▸ WHAT YOU SHOULD DO:
Pick out the lines below with "Outcome" and list them.

[Stored data]
━━━━
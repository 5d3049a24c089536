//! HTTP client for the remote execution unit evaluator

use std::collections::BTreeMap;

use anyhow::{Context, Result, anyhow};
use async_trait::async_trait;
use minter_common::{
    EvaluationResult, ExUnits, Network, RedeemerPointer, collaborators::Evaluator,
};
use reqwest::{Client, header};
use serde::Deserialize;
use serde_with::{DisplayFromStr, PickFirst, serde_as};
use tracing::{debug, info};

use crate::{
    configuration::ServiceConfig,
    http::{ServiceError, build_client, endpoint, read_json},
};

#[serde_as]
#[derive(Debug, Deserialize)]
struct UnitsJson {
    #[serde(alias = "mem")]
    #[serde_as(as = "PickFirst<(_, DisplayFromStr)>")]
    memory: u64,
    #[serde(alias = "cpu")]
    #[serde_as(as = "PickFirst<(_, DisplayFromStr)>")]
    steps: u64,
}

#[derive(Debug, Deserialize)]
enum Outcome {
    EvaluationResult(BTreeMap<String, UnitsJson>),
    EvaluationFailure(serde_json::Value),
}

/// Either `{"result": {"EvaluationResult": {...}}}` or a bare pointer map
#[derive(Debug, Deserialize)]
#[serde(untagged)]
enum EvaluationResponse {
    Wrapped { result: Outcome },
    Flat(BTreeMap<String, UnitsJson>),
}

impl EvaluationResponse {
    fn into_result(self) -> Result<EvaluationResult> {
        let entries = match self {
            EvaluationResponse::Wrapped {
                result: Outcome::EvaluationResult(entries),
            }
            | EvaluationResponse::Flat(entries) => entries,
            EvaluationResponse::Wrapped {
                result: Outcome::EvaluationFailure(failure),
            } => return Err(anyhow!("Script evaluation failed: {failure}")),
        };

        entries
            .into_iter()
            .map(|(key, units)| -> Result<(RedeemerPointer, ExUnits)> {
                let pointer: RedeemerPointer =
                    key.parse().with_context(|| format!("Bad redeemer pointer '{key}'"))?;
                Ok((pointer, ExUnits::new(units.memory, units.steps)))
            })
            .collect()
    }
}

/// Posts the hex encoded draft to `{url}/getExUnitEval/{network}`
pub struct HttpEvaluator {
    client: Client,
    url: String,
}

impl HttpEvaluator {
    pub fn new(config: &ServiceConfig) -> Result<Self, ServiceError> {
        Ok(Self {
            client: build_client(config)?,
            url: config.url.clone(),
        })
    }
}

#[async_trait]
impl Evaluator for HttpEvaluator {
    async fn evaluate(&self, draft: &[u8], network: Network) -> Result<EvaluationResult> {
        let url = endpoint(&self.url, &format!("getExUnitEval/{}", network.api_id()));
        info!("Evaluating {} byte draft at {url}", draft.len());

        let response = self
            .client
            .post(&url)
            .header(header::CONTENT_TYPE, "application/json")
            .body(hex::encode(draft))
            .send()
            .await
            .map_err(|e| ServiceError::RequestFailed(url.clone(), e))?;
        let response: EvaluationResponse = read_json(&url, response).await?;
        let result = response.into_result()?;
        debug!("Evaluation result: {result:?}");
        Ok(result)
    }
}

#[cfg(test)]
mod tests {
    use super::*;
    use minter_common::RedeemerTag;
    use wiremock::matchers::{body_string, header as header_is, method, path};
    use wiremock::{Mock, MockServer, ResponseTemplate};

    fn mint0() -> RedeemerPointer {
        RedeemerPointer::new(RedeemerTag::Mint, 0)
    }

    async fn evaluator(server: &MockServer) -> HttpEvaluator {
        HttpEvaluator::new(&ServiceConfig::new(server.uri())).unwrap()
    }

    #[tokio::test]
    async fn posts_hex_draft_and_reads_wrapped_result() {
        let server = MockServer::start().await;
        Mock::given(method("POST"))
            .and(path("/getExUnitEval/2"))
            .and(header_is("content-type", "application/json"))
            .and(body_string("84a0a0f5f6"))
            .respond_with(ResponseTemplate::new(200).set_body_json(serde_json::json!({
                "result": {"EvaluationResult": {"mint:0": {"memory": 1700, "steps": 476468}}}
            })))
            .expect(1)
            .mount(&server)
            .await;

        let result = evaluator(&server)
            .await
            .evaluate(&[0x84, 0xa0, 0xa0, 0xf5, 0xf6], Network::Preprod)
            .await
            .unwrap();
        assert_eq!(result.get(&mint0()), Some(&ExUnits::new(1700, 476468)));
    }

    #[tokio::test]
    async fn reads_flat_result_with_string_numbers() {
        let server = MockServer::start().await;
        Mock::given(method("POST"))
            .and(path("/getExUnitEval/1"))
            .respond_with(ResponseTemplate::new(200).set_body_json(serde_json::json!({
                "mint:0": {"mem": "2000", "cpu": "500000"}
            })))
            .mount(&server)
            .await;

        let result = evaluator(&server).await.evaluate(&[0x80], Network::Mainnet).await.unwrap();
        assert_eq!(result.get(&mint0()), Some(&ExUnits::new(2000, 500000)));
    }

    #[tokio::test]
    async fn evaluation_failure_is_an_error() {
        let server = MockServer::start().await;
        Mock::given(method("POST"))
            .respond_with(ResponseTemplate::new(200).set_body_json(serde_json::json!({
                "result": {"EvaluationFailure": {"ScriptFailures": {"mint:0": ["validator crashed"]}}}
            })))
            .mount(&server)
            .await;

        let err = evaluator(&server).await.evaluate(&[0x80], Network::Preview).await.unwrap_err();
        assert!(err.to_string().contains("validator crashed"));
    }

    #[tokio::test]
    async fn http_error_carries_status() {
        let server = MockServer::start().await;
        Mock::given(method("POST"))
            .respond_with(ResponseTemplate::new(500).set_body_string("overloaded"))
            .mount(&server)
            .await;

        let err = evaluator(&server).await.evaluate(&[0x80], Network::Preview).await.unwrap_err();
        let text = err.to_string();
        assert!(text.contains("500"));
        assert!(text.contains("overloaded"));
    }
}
━━━━
▸ PROBLEM SOLUTION:
enum Outcome {
    Wrapped { result: Outcome },
                result: Outcome::EvaluationResult(entries),
                result: Outcome::EvaluationFailure(failure),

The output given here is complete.